西萩間ICから、国道473号を「さがら子生れ温泉会館」の看板に沿って向うと、「子生まれ石」標識がある。

相良牧之原ICから「子生まれ石」までは、車で約10分。

東海の名刹大興寺は、今から六百年前に大徹和尚によって開山された。
大徹和尚は仏道を説くかたわら、石に関する学識も深く 「那須の殺生石の謎を解いた名僧」 としても語り伝えられている。

人徳の高かった和尚は、九十余才の高齢で多くの門弟に見守られて静かに大往生をとげようとしていた。
惜しまれ逝く和尚は「わしの身代わりとして裏山より石が生れるのであろう」と予言したしたのだった。

事実、往生直後、岩中よりまゆ型の無縫石が落下した、以後現代に到っている。
廿九代住職代々の住職の往生直後に石が生れ出ている。
この無縫石を「子生れ石」と名付け、長寿、子授け、安産の石といわれ ひょうたんに似ている事から 縁起のよい石として信仰を集めている。

と言うのが、遠州七不思議の「子生れ石」なのだ・・・・

子生まれ石は駐車場から50mほど入った幅1〜2mの渓流で、川岸の岩から「石の玉 」が突き出している。

形は、真球のものから、ソラマメ形、ひょうたん形、洋梨形などさまざまで、近くにある「大興寺」の住職の墓石には代々ひょうたん形のこの石が使われている。

大興寺は、室町時代に開山された曹洞宗のお寺で、ほぼ球に近い「丸い石」がご神体として祭られている。

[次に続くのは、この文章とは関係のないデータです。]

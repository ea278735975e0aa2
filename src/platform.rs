//! Build platform descriptor
//!
//! Each supported OS family has its own format with no shared structure:
//!
//! ```text
//! macOS    OSX_<version>_<arch>                   OSX_10.5_x86_64
//! Linux    Linux_<name:version:codename>_<kernel> Linux_Ubuntu:20.04:focal_5.4.0-42-generic
//! Windows  win32_v<major>.<minor>.<build>[ (sp)]  win32_v10.0.19041
//! other    <system><release>                      FreeBSD13.2-RELEASE
//! ```

use std::fs;
use std::sync::OnceLock;

use sysinfo::System;

use crate::build_info::{DistMode, NOT_AVAILABLE};

const OS_RELEASE: &str = "/etc/os-release";

/// Facts about the host needed to build its platform descriptor
#[derive(Debug, Clone, PartialEq, Eq)]
pub enum HostOs {
    MacOs {
        version: String,
        arch: String,
    },
    Linux {
        /// Distribution name, version and codename; empty parts are skipped
        distribution: Vec<String>,
        kernel_release: String,
    },
    Windows {
        major: u32,
        minor: u32,
        build: u32,
        service_pack: Option<String>,
    },
    Other {
        system: String,
        release: String,
    },
}

impl HostOs {
    /// Inspect the running host
    pub fn detect() -> Self {
        match std::env::consts::OS {
            "macos" => HostOs::MacOs {
                version: System::os_version().unwrap_or_default(),
                arch: mac_arch(std::env::consts::ARCH).to_string(),
            },
            "linux" => {
                let codename = fs::read_to_string(OS_RELEASE)
                    .ok()
                    .and_then(|contents| os_release_value(&contents, "VERSION_CODENAME"))
                    .unwrap_or_default();
                HostOs::Linux {
                    distribution: vec![
                        System::name().unwrap_or_default(),
                        System::os_version().unwrap_or_default(),
                        codename,
                    ],
                    kernel_release: System::kernel_version().unwrap_or_default(),
                }
            }
            "windows" => native_windows_version().unwrap_or_else(|| {
                windows_version(
                    &System::os_version().unwrap_or_default(),
                    &System::kernel_version().unwrap_or_default(),
                )
            }),
            os => HostOs::Other {
                system: System::name().unwrap_or_else(|| os.to_string()),
                release: System::kernel_version().unwrap_or_default(),
            },
        }
    }

    /// Platform descriptor for this host
    pub fn tag(&self) -> String {
        match self {
            HostOs::MacOs { version, arch } => format!("OSX_{}_{}", version, arch),
            HostOs::Linux {
                distribution,
                kernel_release,
            } => {
                let ids: Vec<&str> = distribution
                    .iter()
                    .map(String::as_str)
                    .filter(|s| !s.is_empty())
                    .collect();
                format!("Linux_{}_{}", ids.join(":"), kernel_release)
            }
            HostOs::Windows {
                major,
                minor,
                build,
                service_pack,
            } => match service_pack.as_deref().filter(|sp| !sp.is_empty()) {
                Some(sp) => format!("win32_v{}.{}.{} ({})", major, minor, build, sp),
                None => format!("win32_v{}.{}.{}", major, minor, build),
            },
            HostOs::Other { system, release } => format!("{}{}", system, release),
        }
    }
}

/// Describes the build platform, inspecting the host only when a binary
/// distribution asks for it
#[derive(Debug, Clone, Default)]
pub struct PlatformDescriber {
    host: OnceLock<HostOs>,
}

impl PlatformDescriber {
    pub fn new(host: HostOs) -> Self {
        Self {
            host: OnceLock::from(host),
        }
    }

    /// Describer for the running host, detected on first use
    pub fn detect() -> Self {
        Self::default()
    }

    pub fn host(&self) -> &HostOs {
        self.host.get_or_init(HostOs::detect)
    }

    /// The host facts, if they have been supplied or detected already
    pub fn known_host(&self) -> Option<&HostOs> {
        self.host.get()
    }

    /// Platform descriptor for binary distributions, `"n/a"` otherwise
    pub fn describe(&self, mode: DistMode) -> String {
        if !mode.wants_platform() {
            return NOT_AVAILABLE.to_string();
        }
        let tag = self.host().tag();
        tracing::debug!(platform = %tag, "described build platform");
        tag
    }
}

/// macOS reports Apple silicon as `arm64`
fn mac_arch(arch: &str) -> &str {
    match arch {
        "aarch64" => "arm64",
        other => other,
    }
}

/// Read one `KEY=value` entry from os-release text, unquoting the value
fn os_release_value(contents: &str, key: &str) -> Option<String> {
    contents.lines().find_map(|line| {
        let (k, v) = line.trim().split_once('=')?;
        if k != key {
            return None;
        }
        Some(v.trim().trim_matches(|c: char| c == '"' || c == '\'').to_string())
    })
}

/// Windows variant from the parts the OS version API reports
fn windows_host(major: u32, minor: u32, build: u32, service_pack: &str) -> HostOs {
    let service_pack = service_pack.trim();
    HostOs::Windows {
        major,
        minor,
        build,
        service_pack: (!service_pack.is_empty()).then(|| service_pack.to_string()),
    }
}

/// Decode a fixed-size, NUL-padded UTF-16 buffer
fn utf16_until_nul(units: &[u16]) -> String {
    let len = units.iter().position(|&u| u == 0).unwrap_or(units.len());
    String::from_utf16_lossy(&units[..len])
}

/// Query `RtlGetVersion`, which reports the real NT version and service pack
/// regardless of the calling executable's compatibility manifest.
#[cfg(windows)]
fn native_windows_version() -> Option<HostOs> {
    use windows::Wdk::System::SystemServices::RtlGetVersion;
    use windows::Win32::System::SystemInformation::OSVERSIONINFOW;

    let mut info = OSVERSIONINFOW {
        dwOSVersionInfoSize: std::mem::size_of::<OSVERSIONINFOW>() as u32,
        ..Default::default()
    };
    // SAFETY: `info` is a writable OSVERSIONINFOW with its size field set
    let status = unsafe { RtlGetVersion(&mut info) };
    if status.is_err() {
        return None;
    }

    Some(windows_host(
        info.dwMajorVersion,
        info.dwMinorVersion,
        info.dwBuildNumber,
        &utf16_until_nul(&info.szCSDVersion),
    ))
}

#[cfg(not(windows))]
fn native_windows_version() -> Option<HostOs> {
    None
}

/// NT version of a pre-Windows 10 release, keyed by its build number
fn legacy_nt_version(build: u32) -> (u32, u32) {
    match build {
        0..=2195 => (5, 0),
        2196..=2600 => (5, 1),
        2601..=3790 => (5, 2),
        3791..=6003 => (6, 0),
        6004..=7601 => (6, 1),
        7602..=9200 => (6, 2),
        9201..=9600 => (6, 3),
        _ => (10, 0),
    }
}

/// Fallback built from sysinfo's `"<major> (<build>)"` version and the build
/// number it reports as the kernel version.
///
/// sysinfo reads `CurrentMajorVersionNumber`, which only exists from
/// Windows 10 on; older hosts report a major of `0`.
fn windows_version(os_version: &str, kernel_version: &str) -> HostOs {
    let numbers: Vec<u32> = os_version
        .split(|c: char| !c.is_ascii_digit())
        .filter_map(|part| part.parse().ok())
        .collect();

    let build = kernel_version
        .trim()
        .parse()
        .ok()
        .or_else(|| numbers.last().copied())
        .unwrap_or(0);

    let (major, minor) = match numbers.first().copied() {
        // The NT version stays 10.0 on Windows 11
        Some(10 | 11) => (10, 0),
        _ => legacy_nt_version(build),
    };

    windows_host(major, minor, build, "")
}

#[cfg(test)]
mod tests {
    use super::*;

    fn describe(host: HostOs, mode: DistMode) -> String {
        PlatformDescriber::new(host).describe(mode)
    }

    #[test]
    fn test_macos() {
        let host = HostOs::MacOs {
            version: "10.5".to_string(),
            arch: "x86_64".to_string(),
        };
        assert_eq!(describe(host, DistMode::Bdist), "OSX_10.5_x86_64");
    }

    #[test]
    fn test_windows_without_service_pack() {
        let host = HostOs::Windows {
            major: 10,
            minor: 0,
            build: 19041,
            service_pack: None,
        };
        assert_eq!(describe(host, DistMode::Bdist), "win32_v10.0.19041");
    }

    #[test]
    fn test_windows_with_service_pack() {
        let host = HostOs::Windows {
            major: 6,
            minor: 1,
            build: 7601,
            service_pack: Some("Service Pack 1".to_string()),
        };
        assert_eq!(
            describe(host, DistMode::Bdist),
            "win32_v6.1.7601 (Service Pack 1)"
        );
    }

    #[test]
    fn test_windows_empty_service_pack_is_omitted() {
        let host = HostOs::Windows {
            major: 10,
            minor: 0,
            build: 22631,
            service_pack: Some(String::new()),
        };
        assert_eq!(host.tag(), "win32_v10.0.22631");
    }

    #[test]
    fn test_linux_skips_empty_ids() {
        let host = HostOs::Linux {
            distribution: vec![
                "Ubuntu".to_string(),
                "20.04".to_string(),
                String::new(),
            ],
            kernel_release: "5.4.0-42-generic".to_string(),
        };
        assert_eq!(host.tag(), "Linux_Ubuntu:20.04_5.4.0-42-generic");
    }

    #[test]
    fn test_other_has_no_separator() {
        let host = HostOs::Other {
            system: "FreeBSD".to_string(),
            release: "13.2-RELEASE".to_string(),
        };
        assert_eq!(host.tag(), "FreeBSD13.2-RELEASE");
    }

    #[test]
    fn test_non_binary_modes_are_not_available() {
        let hosts = [
            HostOs::MacOs {
                version: "14.2".to_string(),
                arch: "arm64".to_string(),
            },
            HostOs::Windows {
                major: 10,
                minor: 0,
                build: 19041,
                service_pack: None,
            },
            HostOs::detect(),
        ];
        for host in hosts {
            assert_eq!(describe(host.clone(), DistMode::Sdist), NOT_AVAILABLE);
            assert_eq!(describe(host, DistMode::None), NOT_AVAILABLE);
        }
    }

    #[test]
    fn test_detect_never_fails() {
        let tag = PlatformDescriber::detect().describe(DistMode::Bdist);
        assert!(!tag.is_empty());
        assert_ne!(tag, NOT_AVAILABLE);
    }

    #[test]
    fn test_os_release_value() {
        let contents = "NAME=\"Ubuntu\"\nVERSION_ID=\"20.04\"\nVERSION_CODENAME=focal\n";
        assert_eq!(
            os_release_value(contents, "VERSION_CODENAME").as_deref(),
            Some("focal")
        );
        assert_eq!(os_release_value(contents, "NAME").as_deref(), Some("Ubuntu"));
        assert_eq!(os_release_value(contents, "ID_LIKE"), None);
    }

    #[test]
    fn test_windows_version_from_sysinfo_strings() {
        assert_eq!(
            windows_version("10 (19041)", "19041"),
            HostOs::Windows {
                major: 10,
                minor: 0,
                build: 19041,
                service_pack: None
            }
        );
        assert_eq!(windows_version("11 (22631)", "22631").tag(), "win32_v10.0.22631");
        assert_eq!(windows_version("10 (19045)", "").tag(), "win32_v10.0.19045");
    }

    #[test]
    fn test_windows_version_before_windows_10() {
        // No CurrentMajorVersionNumber on Windows 7, so sysinfo says "0"
        assert_eq!(windows_version("0 (7601)", "7601").tag(), "win32_v6.1.7601");
        assert_eq!(windows_version("0 (9600)", "9600").tag(), "win32_v6.3.9600");
        assert_eq!(windows_version("", "2600").tag(), "win32_v5.1.2600");

        assert_eq!(
            windows_host(6, 1, 7601, "Service Pack 1").tag(),
            "win32_v6.1.7601 (Service Pack 1)"
        );
        assert_eq!(windows_host(6, 1, 7600, "").tag(), "win32_v6.1.7600");
    }

    #[test]
    fn test_utf16_until_nul() {
        let mut buffer = [0u16; 128];
        for (slot, unit) in buffer.iter_mut().zip("Service Pack 1".encode_utf16()) {
            *slot = unit;
        }
        assert_eq!(utf16_until_nul(&buffer), "Service Pack 1");
        assert_eq!(utf16_until_nul(&[0u16; 4]), "");
    }

    #[test]
    fn test_host_is_detected_lazily() {
        let describer = PlatformDescriber::detect();
        assert_eq!(describer.describe(DistMode::None), NOT_AVAILABLE);
        assert_eq!(describer.describe(DistMode::Sdist), NOT_AVAILABLE);
        assert!(describer.known_host().is_none());

        describer.describe(DistMode::Bdist);
        assert!(describer.known_host().is_some());
    }

    #[test]
    fn test_mac_arch() {
        assert_eq!(mac_arch("aarch64"), "arm64");
        assert_eq!(mac_arch("x86_64"), "x86_64");
    }
}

大興寺歴代住職の墓石は加工されいないまゆ型の「子生れ石」が使われている。

地学的に「子生れ石」は、ノジュールといって堆積していく過程で内部に石灰質の「核」となるものを含み、固く膠結したものとされ、周りの柔らかい砂岩が、雨や風の浸食でこの石が落ちる様子が、まるで子どもが生まれるかのように見えることから、「子生まれ石」と呼ばれるようになったとされている。